**Task directions:** Wherever the string "Regex" turns up in the data, copy the whole line.

**The input:**
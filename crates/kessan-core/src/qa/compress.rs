//! Answer length compression
//!
//! Answers are a sequence of paragraph blocks separated by a blank line.
//! Within a paragraph, sentences end with `。`.
//!
//! - `long`: unchanged
//! - `medium`: first two paragraphs
//! - `short`: first sentence of the first paragraph, emphasis removed

use once_cell::sync::Lazy;
use regex::Regex;

use super::types::AnswerLength;

/// Separator between paragraph blocks
pub const PARAGRAPH_DELIMITER: &str = "\n\n";

/// Sentence terminator used as the `short` cut point
pub const SENTENCE_TERMINATOR: char = '。';

static EMPHASIS: Lazy<Regex> =
    Lazy::new(|| Regex::new(r"\*\*(.*?)\*\*").expect("emphasis pattern is valid"));

/// Compress an answer to the requested length tier
///
/// `medium` and `short` rebuild the answer from [`paragraphs`], so blocks
/// come back trimmed and blank blocks never count toward the limit.
/// `long` returns the text untouched.
pub fn compress(answer: &str, length: AnswerLength) -> String {
    match length {
        AnswerLength::Long => answer.to_string(),
        AnswerLength::Medium => paragraphs(answer)
            .take(2)
            .collect::<Vec<_>>()
            .join(PARAGRAPH_DELIMITER),
        AnswerLength::Short => {
            let first = paragraphs(answer).next().unwrap_or_default();
            first_sentence(&strip_emphasis(first)).to_string()
        }
    }
}

/// Non-empty paragraph blocks, trimmed
pub fn paragraphs(text: &str) -> impl Iterator<Item = &str> {
    text.split(PARAGRAPH_DELIMITER)
        .map(str::trim)
        .filter(|p| !p.is_empty())
}

/// Remove `**bold**` markers, keeping the enclosed text
pub fn strip_emphasis(text: &str) -> String {
    EMPHASIS.replace_all(text, "$1").replace("**", "")
}

/// Text up to and including the first terminator, or all of it
fn first_sentence(text: &str) -> &str {
    match text.find(SENTENCE_TERMINATOR) {
        Some(pos) => &text[..pos + SENTENCE_TERMINATOR.len_utf8()],
        None => text,
    }
}

#[cfg(test)]
mod tests {
    use super::*;

    const ANSWER: &str = "初年度売上は**1.5億円**です。業界標準の範囲内です。\n\n- FY2: 2.0億円\n- FY3: 2.6億円\n\n補足として成長率は30.0%です。";

    #[test]
    fn test_long_is_identity() {
        assert_eq!(compress(ANSWER, AnswerLength::Long), ANSWER);
    }

    #[test]
    fn test_medium_keeps_two_paragraphs() {
        let medium = compress(ANSWER, AnswerLength::Medium);
        assert_eq!(
            medium,
            "初年度売上は**1.5億円**です。業界標準の範囲内です。\n\n- FY2: 2.0億円\n- FY3: 2.6億円"
        );
        assert_eq!(paragraphs(&medium).count(), 2);
    }

    #[test]
    fn test_medium_with_single_paragraph() {
        assert_eq!(compress("一文のみ。", AnswerLength::Medium), "一文のみ。");
    }

    #[test]
    fn test_short_cuts_first_sentence_and_strips_emphasis() {
        let short = compress(ANSWER, AnswerLength::Short);
        assert_eq!(short, "初年度売上は1.5億円です。");
        assert!(!short.contains(PARAGRAPH_DELIMITER));
        assert_eq!(short.matches(SENTENCE_TERMINATOR).count(), 1);
    }

    #[test]
    fn test_short_without_terminator_returns_paragraph() {
        assert_eq!(
            compress("**要点**のみ\n\n次の段落。", AnswerLength::Short),
            "要点のみ"
        );
    }

    #[test]
    fn test_blank_blocks_are_ignored() {
        let text = "\n\n第一段落。\n\n\n\n第二段落。\n\n第三段落。";
        assert_eq!(
            compress(text, AnswerLength::Medium),
            "第一段落。\n\n第二段落。"
        );
        assert_eq!(compress("", AnswerLength::Short), "");
    }

    #[test]
    fn test_compressed_blocks_are_trimmed() {
        let text = "  第一段落です。 \n\n\t第二段落です。\n\n第三段落。\n";
        assert_eq!(
            compress(text, AnswerLength::Medium),
            "第一段落です。\n\n第二段落です。"
        );
        assert_eq!(compress(text, AnswerLength::Short), "第一段落です。");
        assert_eq!(compress(text, AnswerLength::Long), text);
    }

    #[test]
    fn test_strip_unbalanced_emphasis() {
        assert_eq!(strip_emphasis("**A** と **B"), "A と B");
    }
}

**Answer box:**
use regex::Regex;
static EMPHASIS: Lazy<Regex> =
    Lazy::new(|| Regex::new(r"\*\*(.*?)\*\*").expect("emphasis pattern is valid"));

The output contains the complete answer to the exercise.